_Activity:_ In the material below, find each line that contains the word "duration" and copy it.

--*--

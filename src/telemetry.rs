//! Event log and local error telemetry
//!
//! Two sinks:
//! - [`EventLog`], the editor's in-memory rolling log, capped in bytes by
//!   `log_maxsize` from the config. Oldest entries are dropped first.
//! - [`ErrorCollector`], an opt-in JSONL file of CLI failures
//!   (`pfx --collect-errors <file>`). Privacy-safe: no file contents, only
//!   error kinds and messages.

use crate::schema::SchemaError;
use serde::{Deserialize, Serialize};
use std::collections::VecDeque;
use std::fmt;
use std::fs::OpenOptions;
use std::io::{BufWriter, Write};
use std::path::Path;

/// Severity of an [`EventLog`] entry
#[derive(Debug, Clone, Copy, PartialEq, Eq, Serialize, Deserialize)]
#[serde(rename_all = "lowercase")]
pub enum LogLevel {
    Info,
    Warning,
    Error,
}

impl LogLevel {
    fn tag(&self) -> &'static str {
        match self {
            LogLevel::Info => "[I]",
            LogLevel::Warning => "[W]",
            LogLevel::Error => "[E]",
        }
    }
}

/// One line of the event log
#[derive(Debug, Clone, PartialEq, Eq, Serialize)]
pub struct LogEntry {
    pub level: LogLevel,
    pub message: String,
}

impl LogEntry {
    /// Bytes this entry takes in the rendered log
    fn size(&self) -> usize {
        self.level.tag().len() + 1 + self.message.len() + 1
    }
}

impl fmt::Display for LogEntry {
    fn fmt(&self, f: &mut fmt::Formatter<'_>) -> fmt::Result {
        write!(f, "{} {}", self.level.tag(), self.message)
    }
}

/// Rolling in-memory log with a byte budget
#[derive(Debug, Clone, Serialize)]
pub struct EventLog {
    entries: VecDeque<LogEntry>,
    size: usize,
    capacity: usize,
}

impl EventLog {
    /// A log holding at most `capacity` bytes of rendered text
    pub fn new(capacity: usize) -> Self {
        Self { entries: VecDeque::new(), size: 0, capacity }
    }

    pub fn capacity(&self) -> usize {
        self.capacity
    }

    /// Rendered size of the retained entries
    pub fn size(&self) -> usize {
        self.size
    }

    pub fn len(&self) -> usize {
        self.entries.len()
    }

    pub fn is_empty(&self) -> bool {
        self.entries.is_empty()
    }

    pub fn entries(&self) -> impl Iterator<Item = &LogEntry> {
        self.entries.iter()
    }

    /// Append a message, evicting old entries to stay within capacity.
    ///
    /// A message that alone exceeds the capacity is truncated.
    pub fn push(&mut self, level: LogLevel, message: impl Into<String>) {
        let mut entry = LogEntry { level, message: message.into() };
        let overhead = entry.size() - entry.message.len();
        let room = self.capacity.saturating_sub(overhead);
        if entry.message.len() > room {
            let mut cut = room;
            while !entry.message.is_char_boundary(cut) {
                cut -= 1;
            }
            entry.message.truncate(cut);
        }

        let needed = entry.size();
        while self.size + needed > self.capacity {
            match self.entries.pop_front() {
                Some(old) => self.size -= old.size(),
                None => break,
            }
        }
        if needed <= self.capacity {
            self.size += needed;
            self.entries.push_back(entry);
        }
    }

    pub fn info(&mut self, message: impl Into<String>) {
        self.push(LogLevel::Info, message);
    }

    pub fn warning(&mut self, message: impl Into<String>) {
        self.push(LogLevel::Warning, message);
    }

    pub fn error(&mut self, message: impl Into<String>) {
        self.push(LogLevel::Error, message);
    }

    pub fn clear(&mut self) {
        self.entries.clear();
        self.size = 0;
    }

    /// The whole log as text, one entry per line
    pub fn text(&self) -> String {
        let mut out = String::with_capacity(self.size);
        for entry in &self.entries {
            out.push_str(&entry.to_string());
            out.push('\n');
        }
        out
    }
}

/// An error entry for the telemetry file
#[derive(Debug, Clone, Serialize, Deserialize)]
pub struct ErrorEntry {
    /// ISO 8601 timestamp when the error occurred
    pub timestamp: String,
    /// The subcommand that was running (e.g., "fmt", "validate", "plot")
    pub command: String,
    /// The file being processed (if applicable)
    #[serde(skip_serializing_if = "Option::is_none")]
    pub file: Option<String>,
    /// Kind of error (e.g., "syntax_error", "missing_field", "io_error")
    pub error_type: String,
    /// Error message
    pub context: String,
    #[serde(skip_serializing_if = "Option::is_none")]
    pub suggestion: Option<String>,
}

impl ErrorEntry {
    /// Create a new error entry with the current timestamp
    pub fn new(
        command: impl Into<String>,
        error_type: impl Into<String>,
        context: impl Into<String>,
    ) -> Self {
        Self {
            timestamp: chrono_now(),
            command: command.into(),
            file: None,
            error_type: error_type.into(),
            context: context.into(),
            suggestion: None,
        }
    }

    /// Entry for a failed project or config read, with a fix hint
    pub fn from_schema_error(command: impl Into<String>, err: &SchemaError) -> Self {
        let (error_type, suggestion) = match err {
            SchemaError::Syntax(_) => ("syntax_error", None),
            SchemaError::Field(_) => ("field_error", None),
            SchemaError::UnsupportedVersion { .. } => {
                ("unsupported_version", Some("Update pfx to read files from newer editors"))
            }
            SchemaError::NoParticleSystems => {
                ("no_particle_systems", Some("Add at least one entry to particle_systems"))
            }
            SchemaError::InvalidValue { .. } => ("invalid_value", None),
        };
        let entry = Self::new(command, error_type, err.to_string());
        match suggestion {
            Some(s) => entry.with_suggestion(s),
            None => entry,
        }
    }

    /// Set the file that was being processed
    pub fn with_file(mut self, file: impl Into<String>) -> Self {
        self.file = Some(file.into());
        self
    }

    /// Set a suggested fix
    pub fn with_suggestion(mut self, suggestion: impl Into<String>) -> Self {
        self.suggestion = Some(suggestion.into());
        self
    }
}

/// Get current timestamp in ISO 8601 format
fn chrono_now() -> String {
    use std::time::{SystemTime, UNIX_EPOCH};

    let duration = SystemTime::now().duration_since(UNIX_EPOCH).unwrap_or_default();
    let secs = duration.as_secs();

    let days = secs / 86400;
    let time_secs = secs % 86400;
    let hours = time_secs / 3600;
    let mins = (time_secs % 3600) / 60;
    let secs = time_secs % 60;

    let (year, month, day) = civil_from_days(days as i64);
    format!("{:04}-{:02}-{:02}T{:02}:{:02}:{:02}Z", year, month, day, hours, mins, secs)
}

/// Days since 1970-01-01 to a proleptic Gregorian date
fn civil_from_days(days: i64) -> (i64, u32, u32) {
    let z = days + 719_468;
    let era = z.div_euclid(146_097);
    let doe = z.rem_euclid(146_097);
    let yoe = (doe - doe / 1460 + doe / 36524 - doe / 146_096) / 365;
    let doy = doe - (365 * yoe + yoe / 4 - yoe / 100);
    let mp = (5 * doy + 2) / 153;
    let day = (doy - (153 * mp + 2) / 5 + 1) as u32;
    let month = if mp < 10 { mp + 3 } else { mp - 9 } as u32;
    let year = yoe + era * 400 + i64::from(month <= 2);
    (year, month, day)
}

/// Error collector that writes to a JSONL file
pub struct ErrorCollector {
    path: std::path::PathBuf,
    enabled: bool,
}

impl ErrorCollector {
    pub fn new(path: impl AsRef<Path>, enabled: bool) -> Self {
        Self { path: path.as_ref().to_path_buf(), enabled }
    }

    pub fn is_enabled(&self) -> bool {
        self.enabled
    }

    /// Append an entry as one JSON line
    pub fn log(&self, entry: &ErrorEntry) -> std::io::Result<()> {
        if !self.enabled {
            return Ok(());
        }

        let file = OpenOptions::new().create(true).append(true).open(&self.path)?;

        let mut writer = BufWriter::new(file);
        let json = serde_json::to_string(entry).map_err(|e| {
            std::io::Error::new(std::io::ErrorKind::InvalidData, e.to_string())
        })?;
        writeln!(writer, "{}", json)?;
        writer.flush()?;

        Ok(())
    }
}

// Global error collector (thread-local to avoid synchronization)
thread_local! {
    static COLLECTOR: std::cell::RefCell<Option<ErrorCollector>> = const { std::cell::RefCell::new(None) };
}

/// Initialize the global error collector
pub fn init_collector(path: impl AsRef<Path>, enabled: bool) {
    COLLECTOR.with(|c| {
        *c.borrow_mut() = Some(ErrorCollector::new(path, enabled));
    });
}

/// Log an error using the global collector
pub fn log_error(entry: &ErrorEntry) {
    COLLECTOR.with(|c| {
        if let Some(ref collector) = *c.borrow() {
            let _ = collector.log(entry);
        }
    });
}

/// Check if the global collector is enabled
pub fn is_collection_enabled() -> bool {
    COLLECTOR.with(|c| c.borrow().as_ref().map(|c| c.is_enabled()).unwrap_or(false))
}

#[cfg(test)]
mod tests {
    use super::*;
    use serial_test::serial;
    use std::fs;
    use tempfile::TempDir;

    #[test]
    fn test_event_log_rendering() {
        let mut log = EventLog::new(4096);
        log.info("Loaded project file \"fire.lua\"");
        log.warning("Cannot load texture \"smoke.png\"");
        assert_eq!(log.len(), 2);
        assert_eq!(
            log.text(),
            "[I] Loaded project file \"fire.lua\"\n[W] Cannot load texture \"smoke.png\"\n"
        );
        assert_eq!(log.size(), log.text().len());
    }

    #[test]
    fn test_event_log_drops_oldest() {
        // Each entry is "[I] msgN\n" = 9 bytes
        let mut log = EventLog::new(20);
        log.info("msg1");
        log.info("msg2");
        log.info("msg3");
        let messages: Vec<_> = log.entries().map(|e| e.message.as_str()).collect();
        assert_eq!(messages, ["msg2", "msg3"]);
        assert!(log.size() <= log.capacity());
    }

    #[test]
    fn test_event_log_truncates_oversized_entry() {
        let mut log = EventLog::new(10);
        log.info("short");
        log.error("a message far longer than the log");
        assert_eq!(log.len(), 1);
        assert_eq!(log.size(), 10);
        assert_eq!(log.text(), "[E] a mes\n");

        log.clear();
        assert!(log.is_empty());
        assert_eq!(log.size(), 0);
    }

    #[test]
    fn test_event_log_zero_capacity() {
        let mut log = EventLog::new(0);
        log.info("anything");
        assert!(log.is_empty());
    }

    #[test]
    fn test_error_entry_builders() {
        let entry = ErrorEntry::new("fmt", "io_error", "Permission denied")
            .with_file("fire.lua")
            .with_suggestion("Check file permissions");
        assert_eq!(entry.command, "fmt");
        assert_eq!(entry.file, Some("fire.lua".to_string()));
        assert_eq!(entry.suggestion, Some("Check file permissions".to_string()));
    }

    #[test]
    fn test_error_entry_from_schema_error() {
        let err = SchemaError::UnsupportedVersion { kind: "project", found: 9, max: 5 };
        let entry = ErrorEntry::from_schema_error("validate", &err);
        assert_eq!(entry.error_type, "unsupported_version");
        assert!(entry.suggestion.is_some());
        assert_eq!(entry.context, err.to_string());
    }

    #[test]
    fn test_error_collector_disabled() {
        let temp = TempDir::new().unwrap();
        let path = temp.path().join("errors.jsonl");

        let collector = ErrorCollector::new(&path, false);
        collector.log(&ErrorEntry::new("fmt", "syntax_error", "line 1")).unwrap();
        assert!(!path.exists());
    }

    #[test]
    fn test_error_collector_appends_lines() {
        let temp = TempDir::new().unwrap();
        let path = temp.path().join("errors.jsonl");

        let collector = ErrorCollector::new(&path, true);
        collector.log(&ErrorEntry::new("fmt", "syntax_error", "line 3").with_file("a.lua")).unwrap();
        collector.log(&ErrorEntry::new("validate", "field_error", "missing field 'x'")).unwrap();

        let contents = fs::read_to_string(&path).unwrap();
        let lines: Vec<&str> = contents.lines().collect();
        assert_eq!(lines.len(), 2);
        let first: ErrorEntry = serde_json::from_str(lines[0]).unwrap();
        let second: ErrorEntry = serde_json::from_str(lines[1]).unwrap();
        assert_eq!(first.file, Some("a.lua".to_string()));
        assert_eq!(second.command, "validate");
        assert!(second.file.is_none());
    }

    #[test]
    #[serial]
    fn test_global_collector() {
        let temp = TempDir::new().unwrap();
        let path = temp.path().join("errors.jsonl");

        init_collector(&path, true);
        assert!(is_collection_enabled());
        log_error(&ErrorEntry::new("plot", "invalid_args", "no such system"));
        assert_eq!(fs::read_to_string(&path).unwrap().lines().count(), 1);

        init_collector(&path, false);
        assert!(!is_collection_enabled());
    }

    #[test]
    fn test_chrono_now_format() {
        let timestamp = chrono_now();
        assert_eq!(timestamp.len(), 20);
        assert!(timestamp.contains('T'));
        assert!(timestamp.ends_with('Z'));
    }

    #[test]
    fn test_civil_from_days() {
        assert_eq!(civil_from_days(0), (1970, 1, 1));
        assert_eq!(civil_from_days(11_016), (2000, 2, 29));
        assert_eq!(civil_from_days(20_745), (2026, 10, 19));
    }
}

--*--

_Result of this task:_
    let duration = SystemTime::now().duration_since(UNIX_EPOCH).unwrap_or_default();
    let secs = duration.as_secs();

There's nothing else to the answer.